In the data that follows, find the line with "for &(id, sz)"; transcribe it, every later line up to the one with "self.credits = (self.credits", and that line as well, exactly and with no others.
#### GIVEN RECORDS ####
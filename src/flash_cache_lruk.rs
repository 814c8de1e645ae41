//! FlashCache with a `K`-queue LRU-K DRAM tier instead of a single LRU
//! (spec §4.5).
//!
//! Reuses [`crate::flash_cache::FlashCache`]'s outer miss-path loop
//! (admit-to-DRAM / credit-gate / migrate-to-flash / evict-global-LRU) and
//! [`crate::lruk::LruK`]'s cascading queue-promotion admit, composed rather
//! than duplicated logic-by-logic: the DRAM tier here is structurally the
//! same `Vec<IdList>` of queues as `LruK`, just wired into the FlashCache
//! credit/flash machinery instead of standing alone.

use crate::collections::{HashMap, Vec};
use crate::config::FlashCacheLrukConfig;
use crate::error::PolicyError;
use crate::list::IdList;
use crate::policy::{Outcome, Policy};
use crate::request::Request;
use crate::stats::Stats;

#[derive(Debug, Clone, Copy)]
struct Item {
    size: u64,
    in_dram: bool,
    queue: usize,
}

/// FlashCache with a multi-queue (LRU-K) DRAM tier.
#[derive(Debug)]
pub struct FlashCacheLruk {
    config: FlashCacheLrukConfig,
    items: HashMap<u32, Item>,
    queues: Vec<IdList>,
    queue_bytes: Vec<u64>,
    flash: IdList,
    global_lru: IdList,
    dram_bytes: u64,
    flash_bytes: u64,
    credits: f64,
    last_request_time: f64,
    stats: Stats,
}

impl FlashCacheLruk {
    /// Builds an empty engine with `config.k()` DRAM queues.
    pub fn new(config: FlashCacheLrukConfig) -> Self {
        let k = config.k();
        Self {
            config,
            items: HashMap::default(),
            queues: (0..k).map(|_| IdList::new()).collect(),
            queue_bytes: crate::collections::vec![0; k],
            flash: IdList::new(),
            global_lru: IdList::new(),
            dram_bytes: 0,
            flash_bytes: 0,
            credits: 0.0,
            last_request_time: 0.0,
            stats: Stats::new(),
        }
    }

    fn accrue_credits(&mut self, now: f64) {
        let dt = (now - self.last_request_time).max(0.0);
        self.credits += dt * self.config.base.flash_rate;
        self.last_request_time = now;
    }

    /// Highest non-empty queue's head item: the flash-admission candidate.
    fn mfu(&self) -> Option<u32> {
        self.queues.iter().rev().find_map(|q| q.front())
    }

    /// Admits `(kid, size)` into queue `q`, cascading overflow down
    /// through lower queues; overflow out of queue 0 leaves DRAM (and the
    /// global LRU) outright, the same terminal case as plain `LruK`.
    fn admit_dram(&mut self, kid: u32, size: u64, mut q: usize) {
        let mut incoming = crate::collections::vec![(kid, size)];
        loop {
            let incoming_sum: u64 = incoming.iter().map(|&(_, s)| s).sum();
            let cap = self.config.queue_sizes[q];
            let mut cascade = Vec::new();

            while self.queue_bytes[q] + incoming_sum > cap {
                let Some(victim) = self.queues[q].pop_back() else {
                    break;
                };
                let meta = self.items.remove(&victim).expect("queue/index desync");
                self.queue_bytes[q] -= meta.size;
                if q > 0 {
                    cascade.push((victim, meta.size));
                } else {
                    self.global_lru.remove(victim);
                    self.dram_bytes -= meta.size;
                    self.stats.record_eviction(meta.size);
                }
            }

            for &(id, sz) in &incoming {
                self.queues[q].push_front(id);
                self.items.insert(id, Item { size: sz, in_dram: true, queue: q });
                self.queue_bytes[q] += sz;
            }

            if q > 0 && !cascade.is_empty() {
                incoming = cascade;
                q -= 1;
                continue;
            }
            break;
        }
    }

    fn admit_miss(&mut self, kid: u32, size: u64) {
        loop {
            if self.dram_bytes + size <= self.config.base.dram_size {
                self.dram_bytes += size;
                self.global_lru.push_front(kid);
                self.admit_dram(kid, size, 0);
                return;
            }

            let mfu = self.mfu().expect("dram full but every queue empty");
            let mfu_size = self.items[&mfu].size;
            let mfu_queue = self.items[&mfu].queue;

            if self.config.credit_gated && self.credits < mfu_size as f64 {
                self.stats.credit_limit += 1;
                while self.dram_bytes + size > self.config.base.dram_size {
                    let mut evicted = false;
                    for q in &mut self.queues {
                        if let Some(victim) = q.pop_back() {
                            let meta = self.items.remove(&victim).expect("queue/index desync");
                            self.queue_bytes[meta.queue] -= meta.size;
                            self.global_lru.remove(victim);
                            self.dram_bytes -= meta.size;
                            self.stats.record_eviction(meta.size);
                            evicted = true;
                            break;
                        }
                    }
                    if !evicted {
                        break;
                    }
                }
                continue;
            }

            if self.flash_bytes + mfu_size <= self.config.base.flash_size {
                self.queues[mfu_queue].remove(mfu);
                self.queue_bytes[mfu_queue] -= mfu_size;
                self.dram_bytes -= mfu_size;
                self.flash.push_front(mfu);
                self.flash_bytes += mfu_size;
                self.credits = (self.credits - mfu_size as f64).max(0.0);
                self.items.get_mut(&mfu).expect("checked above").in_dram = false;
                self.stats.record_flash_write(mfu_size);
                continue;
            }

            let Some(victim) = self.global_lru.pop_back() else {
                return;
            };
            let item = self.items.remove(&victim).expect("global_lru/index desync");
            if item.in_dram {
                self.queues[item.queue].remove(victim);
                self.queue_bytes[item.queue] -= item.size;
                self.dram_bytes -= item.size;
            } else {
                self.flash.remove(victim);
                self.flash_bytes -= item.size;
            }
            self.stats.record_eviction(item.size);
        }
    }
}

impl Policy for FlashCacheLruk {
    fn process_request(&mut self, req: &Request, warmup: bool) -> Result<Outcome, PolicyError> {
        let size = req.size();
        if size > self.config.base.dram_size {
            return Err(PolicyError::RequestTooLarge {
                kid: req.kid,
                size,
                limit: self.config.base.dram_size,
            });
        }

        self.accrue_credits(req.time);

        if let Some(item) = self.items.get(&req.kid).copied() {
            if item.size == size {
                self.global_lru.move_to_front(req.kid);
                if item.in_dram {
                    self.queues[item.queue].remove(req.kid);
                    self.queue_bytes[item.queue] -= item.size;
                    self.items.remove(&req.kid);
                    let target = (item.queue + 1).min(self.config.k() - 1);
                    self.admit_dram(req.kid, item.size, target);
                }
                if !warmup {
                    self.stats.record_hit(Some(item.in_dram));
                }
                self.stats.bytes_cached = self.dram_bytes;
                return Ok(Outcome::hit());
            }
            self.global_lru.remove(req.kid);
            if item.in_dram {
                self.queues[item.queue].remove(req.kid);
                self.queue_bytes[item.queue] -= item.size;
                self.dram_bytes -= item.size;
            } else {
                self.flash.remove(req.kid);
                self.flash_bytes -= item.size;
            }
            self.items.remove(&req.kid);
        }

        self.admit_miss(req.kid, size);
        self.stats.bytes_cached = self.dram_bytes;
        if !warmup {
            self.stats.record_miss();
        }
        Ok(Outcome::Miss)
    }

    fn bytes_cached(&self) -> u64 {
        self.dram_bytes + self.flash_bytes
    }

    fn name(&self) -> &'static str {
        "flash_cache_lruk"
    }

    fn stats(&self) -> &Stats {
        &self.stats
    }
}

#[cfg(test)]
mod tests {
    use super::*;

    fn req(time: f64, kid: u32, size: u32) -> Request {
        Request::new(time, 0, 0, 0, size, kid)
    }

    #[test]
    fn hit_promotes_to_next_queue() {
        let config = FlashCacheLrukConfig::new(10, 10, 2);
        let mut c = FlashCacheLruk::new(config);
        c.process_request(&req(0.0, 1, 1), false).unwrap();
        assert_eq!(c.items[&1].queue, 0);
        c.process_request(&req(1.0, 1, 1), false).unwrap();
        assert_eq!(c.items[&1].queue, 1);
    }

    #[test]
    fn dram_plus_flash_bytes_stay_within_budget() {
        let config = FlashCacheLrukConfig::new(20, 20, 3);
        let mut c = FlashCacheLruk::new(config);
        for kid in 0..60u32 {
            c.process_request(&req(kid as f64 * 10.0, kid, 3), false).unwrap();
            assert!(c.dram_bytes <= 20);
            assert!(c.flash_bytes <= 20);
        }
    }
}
####
▸ **EXERCISE RESPONSE**:
            for &(id, sz) in &incoming {
                self.queues[q].push_front(id);
                self.items.insert(id, Item { size: sz, in_dram: true, queue: q });
                self.queue_bytes[q] += sz;
            }

            if q > 0 && !cascade.is_empty() {
                incoming = cascade;
                q -= 1;
                continue;
            }
            break;
        }
    }

    fn admit_miss(&mut self, kid: u32, size: u64) {
        loop {
            if self.dram_bytes + size <= self.config.base.dram_size {
                self.dram_bytes += size;
                self.global_lru.push_front(kid);
                self.admit_dram(kid, size, 0);
                return;
            }

            let mfu = self.mfu().expect("dram full but every queue empty");
            let mfu_size = self.items[&mfu].size;
            let mfu_queue = self.items[&mfu].queue;

            if self.config.credit_gated && self.credits < mfu_size as f64 {
                self.stats.credit_limit += 1;
                while self.dram_bytes + size > self.config.base.dram_size {
                    let mut evicted = false;
                    for q in &mut self.queues {
                        if let Some(victim) = q.pop_back() {
                            let meta = self.items.remove(&victim).expect("queue/index desync");
                            self.queue_bytes[meta.queue] -= meta.size;
                            self.global_lru.remove(victim);
                            self.dram_bytes -= meta.size;
                            self.stats.record_eviction(meta.size);
                            evicted = true;
                            break;
                        }
                    }
                    if !evicted {
                        break;
                    }
                }
                continue;
            }

            if self.flash_bytes + mfu_size <= self.config.base.flash_size {
                self.queues[mfu_queue].remove(mfu);
                self.queue_bytes[mfu_queue] -= mfu_size;
                self.dram_bytes -= mfu_size;
                self.flash.push_front(mfu);
                self.flash_bytes += mfu_size;
                self.credits = (self.credits - mfu_size as f64).max(0.0);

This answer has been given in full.